The project to take two years would cover the white-necked Picathartes, which is globally threatened and are restricted to the Upper Guinea Forest, extending from Liberia to Ghana.
Speaking to the Ghana News Agency after the presentation, Dr Erasmus Owusu, Acting Executive Director of the Society, explained that the project primarily aimed at monitoring population and breeding activities of the species in obtaining a realistic population estimate and other bio-parameters.
The project, he noted, would be undertaken in four forest reserves - the Nkrabea, Nyame Ben, Onuem Bepo and Fum Headwaters Forest Reserves in the New Edubiase area in the Ashanti Region Dr Owusu said the project would be implemented under the Memorandum of Understanding between the Ghana Wildlife Society and the Forestry Commission.
Explaining why the bird species was to be protected Dr Owusu said they were seen in Ghana in 1963 and were rediscovered in 2003. He said as a result, a National Action Plan was developed in January 2004, which proposed a nationwide survey to identify nesting of the species, adding that the project area was consequently identified as a major nesting site, following which the Society initiated the development of the project with the Royal Society.

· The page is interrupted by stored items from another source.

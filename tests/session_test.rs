mod common;

use common::{sample_person, spawn_backend, ISSUED_TOKEN, VALID_PASSWORD, VALID_USERNAME};
use person_manager::auth::{SessionStore, TokenProvider, TOKEN_KEY, USER_KEY};
use person_manager::backend::{ApiSurface, PersonApi};
use person_manager::models::AuthRequest;
use person_manager::storage::{FileStore, KeyValueStore};
use std::sync::Arc;

fn credentials(password: &str) -> AuthRequest {
    AuthRequest {
        username: VALID_USERNAME.to_string(),
        password: password.to_string(),
    }
}

#[tokio::test]
async fn test_login_survives_restart() {
    let backend = spawn_backend().await;
    backend.seed(sample_person());
    let dir = tempfile::tempdir().unwrap();

    {
        let session = Arc::new(SessionStore::open(Arc::new(FileStore::new(dir.path()))));
        assert!(!session.is_authenticated());

        let gateway = backend.gateway(session.clone());
        let logged_in = session
            .login(gateway.as_ref(), &credentials(VALID_PASSWORD))
            .await
            .unwrap();
        assert_eq!(logged_in.token, ISSUED_TOKEN);
        assert_eq!(logged_in.principal.role, "Admin");
    }

    // New process: same directory, fresh store
    let session = Arc::new(SessionStore::open(Arc::new(FileStore::new(dir.path()))));
    assert!(session.is_authenticated());
    assert_eq!(session.current_principal().unwrap().username, VALID_USERNAME);
    assert_eq!(session.current_surface(), ApiSurface::Authenticated);

    let gateway = backend.gateway(session.clone());
    let people = gateway.list(session.current_surface()).await.unwrap();
    assert_eq!(people.len(), 1);
    assert_eq!(
        backend.last_request().authorization.as_deref(),
        Some(format!("Bearer {}", ISSUED_TOKEN).as_str())
    );
}

#[tokio::test]
async fn test_malformed_principal_on_disk_is_discarded() {
    let dir = tempfile::tempdir().unwrap();
    let storage = Arc::new(FileStore::new(dir.path()));
    storage
        .set_all(&[(TOKEN_KEY, ISSUED_TOKEN), (USER_KEY, "{\"username\": ")])
        .unwrap();

    let session = SessionStore::new(storage.clone());
    assert!(session.restore().is_none());
    assert!(!session.is_authenticated());
    assert_eq!(session.bearer_token(), None);

    // No orphaned token left behind
    assert_eq!(storage.get(TOKEN_KEY).unwrap(), None);
    assert_eq!(storage.get(USER_KEY).unwrap(), None);
    assert!(!storage.path().exists());
}

#[tokio::test]
async fn test_corrupt_session_document_is_discarded() {
    let dir = tempfile::tempdir().unwrap();
    let storage = Arc::new(FileStore::new(dir.path()));
    std::fs::write(storage.path(), "garbage").unwrap();

    let session = SessionStore::open(storage.clone());
    assert!(!session.is_authenticated());
    assert!(!storage.path().exists());
}

#[tokio::test]
async fn test_rejected_login_keeps_prior_session() {
    let backend = spawn_backend().await;
    let dir = tempfile::tempdir().unwrap();
    let storage = Arc::new(FileStore::new(dir.path()));
    let session = Arc::new(SessionStore::open(storage.clone()));
    let gateway = backend.gateway(session.clone());

    session
        .login(gateway.as_ref(), &credentials(VALID_PASSWORD))
        .await
        .unwrap();

    let err = session
        .login(gateway.as_ref(), &credentials("wrong"))
        .await
        .unwrap_err();
    assert_eq!(err.code(), "AUTH_REJECTED");

    assert!(session.is_authenticated());
    assert_eq!(storage.get(TOKEN_KEY).unwrap().as_deref(), Some(ISSUED_TOKEN));
}

#[tokio::test]
async fn test_rejected_first_login_persists_nothing() {
    let backend = spawn_backend().await;
    let dir = tempfile::tempdir().unwrap();
    let storage = Arc::new(FileStore::new(dir.path()));
    let session = Arc::new(SessionStore::open(storage.clone()));
    let gateway = backend.gateway(session.clone());

    assert!(session
        .login(gateway.as_ref(), &credentials("wrong"))
        .await
        .is_err());
    assert!(!session.is_authenticated());
    assert!(!storage.path().exists());
}

#[tokio::test]
async fn test_logout_drops_authorization_header() {
    let backend = spawn_backend().await;
    let dir = tempfile::tempdir().unwrap();
    let session = Arc::new(SessionStore::open(Arc::new(FileStore::new(dir.path()))));
    let gateway = backend.gateway(session.clone());

    session
        .login(gateway.as_ref(), &credentials(VALID_PASSWORD))
        .await
        .unwrap();
    session.logout().unwrap();
    session.logout().unwrap();

    assert_eq!(session.current_surface(), ApiSurface::Public);
    let err = gateway.list(ApiSurface::Authenticated).await.unwrap_err();
    assert_eq!(err.status(), Some(401));
    assert_eq!(backend.last_request().authorization, None);

    let reopened = SessionStore::open(Arc::new(FileStore::new(dir.path())));
    assert!(!reopened.is_authenticated());
}

#[tokio::test]
async fn test_login_over_corrupt_session_document() {
    let backend = spawn_backend().await;
    let dir = tempfile::tempdir().unwrap();
    let storage = Arc::new(FileStore::new(dir.path()));
    let session = Arc::new(SessionStore::open(storage.clone()));
    let gateway = backend.gateway(session.clone());

    // Document damaged after the store was opened
    std::fs::write(storage.path(), "garbage").unwrap();

    let logged_in = session
        .login(gateway.as_ref(), &credentials(VALID_PASSWORD))
        .await
        .unwrap();
    assert_eq!(logged_in.token, ISSUED_TOKEN);
    assert_eq!(storage.get(TOKEN_KEY).unwrap().as_deref(), Some(ISSUED_TOKEN));

    let reopened = SessionStore::open(Arc::new(FileStore::new(dir.path())));
    assert_eq!(
        reopened.current_principal().unwrap().username,
        VALID_USERNAME
    );
}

Mr Augustus Asamoah, Project Coordinator, outlined the specific activities of the project to include field search that would identify more nesting sites, as well as periodic monitoring of breeding activities with the assistance and collaboration of some members of surrounding local communities.
Mr Asamoah said community awareness campaigns to sensitise people on the conservation and projection status of the species would be carried out in fringe communities of the forest reserve. He said it was expected that the project activities would gather the necessary biological and socio-economic information to access much bigger funding for site based conservation of the White-necked Picathartes in Ghana.